TASK ITEM:
Your answer should be every line of the records that contains the word "Option".

EXERCISE MATERIAL:
--
//! Outbound transport: packs pipeline output into protocol packets and
//! fans them out to the configured endpoints.

mod udp;
mod ws;

pub use udp::{spawn_receiver, UdpTransport};
pub use ws::WsHub;

use std::sync::atomic::{AtomicU8, Ordering};
use std::sync::Arc;

use visor_engine::proto::{Packet, CMD_SET_BRIGHTNESS};

/// Default brightness before anything is configured or reported.
pub const DEFAULT_BRIGHTNESS: u8 = 150;

/// Packs each frame once and hands the same bytes to UDP and WS, so
/// per-stream ordering is the send order. Owns the sequence counters
/// and the brightness state.
pub struct Driver {
    udp: Option<UdpTransport>,
    ws: Option<WsHub>,
    seq: u16,
    led_seq: u16,
    brightness: Arc<AtomicU8>,
}

impl Driver {
    pub fn new(udp: Option<UdpTransport>, ws: Option<WsHub>, brightness: Arc<AtomicU8>) -> Self {
        Self {
            udp,
            ws,
            seq: 0,
            led_seq: 0,
            brightness,
        }
    }

    /// Send a full panel frame (RGB bytes, 128·32·3).
    pub async fn send_frame(&mut self, pixels: &[u8]) {
        let packet = Packet::frame(self.seq, pixels, self.seq, true);
        self.seq = self.seq.wrapping_add(1);
        self.dispatch(packet.pack()).await;
    }

    /// Send the LED strip pixels (RGB bytes, led_count·3).
    pub async fn send_strip(&mut self, pixels: &[u8]) {
        let packet = Packet::led_strip_frame(self.led_seq, pixels, self.led_seq, true);
        self.led_seq = self.led_seq.wrapping_add(1);
        self.dispatch(packet.pack()).await;
    }

    /// Store and transmit a new brightness level.
    pub async fn send_brightness(&mut self, level: u8) {
        self.brightness.store(level, Ordering::Relaxed);
        let packet = Packet::cmd(CMD_SET_BRIGHTNESS, &[level], self.seq);
        self.seq = self.seq.wrapping_add(1);
        self.dispatch(packet.pack()).await;
    }

    pub fn brightness(&self) -> u8 {
        self.brightness.load(Ordering::Relaxed)
    }

    async fn dispatch(&self, bytes: Vec<u8>) {
        if let Some(udp) = &self.udp {
            udp.send(&bytes).await;
        }
        if let Some(ws) = &self.ws {
            ws.broadcast(bytes);
        }
    }
}
//! LED strip derivation.
//!
//! When a rainbow effect is running the strip mirrors it: a hue ramp
//! across the LEDs rotated by the effect's phase. Otherwise the strip
//! fills with the dominant (quantized, non-black) color of the frame,
//! memoized in a small FIFO cache keyed by frame content.

use std::collections::hash_map::DefaultHasher;
use std::collections::{HashMap, VecDeque};
use std::f32::consts::TAU;
use std::hash::{Hash, Hasher};

use crate::color::hsv_to_rgb;
use crate::effects::RainbowSync;
use crate::render::Frame;

/// Dominant-color cache entries kept before the oldest is dropped.
const COLOR_CACHE_CAP: usize = 100;

/// Rainbow speeds at or below this are treated as "no rainbow".
const RAINBOW_MIN_SPEED: f32 = 0.001;

/// Derives per-LED colors for the attached strip.
#[derive(Debug)]
pub struct LedStrip {
    led_count: usize,
    cache: HashMap<u64, [u8; 3]>,
    cache_order: VecDeque<u64>,
}

impl LedStrip {
    pub fn new(led_count: usize) -> Self {
        Self {
            led_count,
            cache: HashMap::new(),
            cache_order: VecDeque::new(),
        }
    }

    pub fn led_count(&self) -> usize {
        self.led_count
    }

    /// Produce `led_count * 3` RGB bytes for the strip.
    pub fn derive(&mut self, frame: &Frame, rainbow: Option<RainbowSync>) -> Vec<u8> {
        let mut pixels = vec![0u8; self.led_count * 3];

        match rainbow {
            Some(sync) if sync.speed > RAINBOW_MIN_SPEED => {
                let phase_turn = sync.phase / TAU;
                for i in 0..self.led_count {
                    let hue = (i as f32 / self.led_count as f32 + phase_turn).rem_euclid(1.0);
                    let rgb = hsv_to_rgb(hue, 1.0, 1.0);
                    pixels[i * 3..i * 3 + 3].copy_from_slice(&rgb);
                }
            }
            _ => {
                let color = self.dominant_color(frame);
                for led in pixels.chunks_exact_mut(3) {
                    led.copy_from_slice(&color);
                }
            }
        }
        pixels
    }

    /// Most frequent non-black color, quantized to 16-value buckets per
    /// channel. Black when the frame is entirely dark.
    pub fn dominant_color(&mut self, frame: &Frame) -> [u8; 3] {
        let mut hasher = DefaultHasher::new();
        frame.as_bytes().hash(&mut hasher);
        let key = hasher.finish();
        if let Some(&hit) = self.cache.get(&key) {
            return hit;
        }

        let color = dominant_quantized_color(frame.as_bytes());

        if self.cache_order.len() >= COLOR_CACHE_CAP {
            if let Some(oldest) = self.cache_order.pop_front() {
                self.cache.remove(&oldest);
            }
        }
        self.cache.insert(key, color);
        self.cache_order.push_back(key);
        color
    }
}

fn dominant_quantized_color(pixels: &[u8]) -> [u8; 3] {
    let triples: &[[u8; 3]] = bytemuck::cast_slice(pixels);
    let mut counts: HashMap<[u8; 3], u32> = HashMap::new();
    for px in triples {
        if px[0] == 0 && px[1] == 0 && px[2] == 0 {
            continue;
        }
        let quantized = [px[0] & 0xF0, px[1] & 0xF0, px[2] & 0xF0];
        *counts.entry(quantized).or_insert(0) += 1;
    }

    counts
        .into_iter()
        // Deterministic tie-break: highest count, then lowest color.
        .max_by(|a, b| a.1.cmp(&b.1).then_with(|| b.0.cmp(&a.0)))
        .map(|(color, _)| color)
        .unwrap_or([0, 0, 0])
}

#[cfg(test)]
mod tests {
    use super::*;
    use crate::effects::RainbowSync;

    #[test]
    fn dominant_color_picks_most_frequent_quantized() {
        // 40 pixels of (250,0,0) → bucket (240,0,0); 20 of (10,250,0)
        // → bucket (0,240,0); rest black.
        let mut frame = Frame::new(8, 8);
        let mut painted = 0;
        'outer: for y in 0..8 {
            for x in 0..8 {
                if painted < 40 {
                    frame.set_pixel(x, y, [250, 0, 0]);
                } else if painted < 60 {
                    frame.set_pixel(x, y, [10, 250, 0]);
                } else {
                    break 'outer;
                }
                painted += 1;
            }
        }

        let mut strip = LedStrip::new(10);
        assert_eq!(strip.dominant_color(&frame), [240, 0, 0]);

        let pixels = strip.derive(&frame, None);
        assert_eq!(pixels.len(), 30);
        assert_eq!(&pixels[0..3], &[240, 0, 0]);
        assert_eq!(&pixels[27..30], &[240, 0, 0]);
    }

    #[test]
    fn all_black_frame_yields_black_strip() {
        let frame = Frame::new(4, 4);
        let mut strip = LedStrip::new(5);
        assert_eq!(strip.dominant_color(&frame), [0, 0, 0]);
    }

    #[test]
    fn rainbow_sync_distributes_hues() {
        let frame = Frame::new(4, 4);
        let mut strip = LedStrip::new(6);
        let pixels = strip.derive(
            &frame,
            Some(RainbowSync {
                speed: 1.0,
                phase: 0.0,
            }),
        );
        // LED 0 at hue 0 is pure red; LED 2 at hue 1/3 is pure green.
        assert_eq!(&pixels[0..3], &[255, 0, 0]);
        assert_eq!(&pixels[6..9], &[0, 255, 0]);
    }

    #[test]
    fn rainbow_phase_rotates_strip() {
        let frame = Frame::new(2, 2);
        let mut strip = LedStrip::new(6);
        let shifted = strip.derive(
            &frame,
            Some(RainbowSync {
                speed: 1.0,
                phase: TAU / 3.0,
            }),
        );
        // Phase of a third of a turn moves green onto LED 0.
        assert_eq!(&shifted[0..3], &[0, 255, 0]);
    }

    #[test]
    fn near_zero_rainbow_speed_falls_back_to_dominant() {
        let mut frame = Frame::new(2, 2);
        frame.fill([100, 0, 0]);
        let mut strip = LedStrip::new(3);
        let pixels = strip.derive(
            &frame,
            Some(RainbowSync {
                speed: 0.0005,
                phase: 1.0,
            }),
        );
        assert_eq!(&pixels[0..3], &[96, 0, 0]); // 100 & 0xF0
    }

    #[test]
    fn cache_is_bounded() {
        let mut strip = LedStrip::new(1);
        for i in 0..150u32 {
            let mut frame = Frame::new(2, 2);
            frame.fill([((i % 255) + 1) as u8, 0, 0]);
            strip.dominant_color(&frame);
        }
        assert!(strip.cache.len() <= COLOR_CACHE_CAP);
    }
}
--
EXERCISE OUTPUT:
    udp: Option<UdpTransport>,
    ws: Option<WsHub>,
    pub fn new(udp: Option<UdpTransport>, ws: Option<WsHub>, brightness: Arc<AtomicU8>) -> Self {
    pub fn derive(&mut self, frame: &Frame, rainbow: Option<RainbowSync>) -> Vec<u8> {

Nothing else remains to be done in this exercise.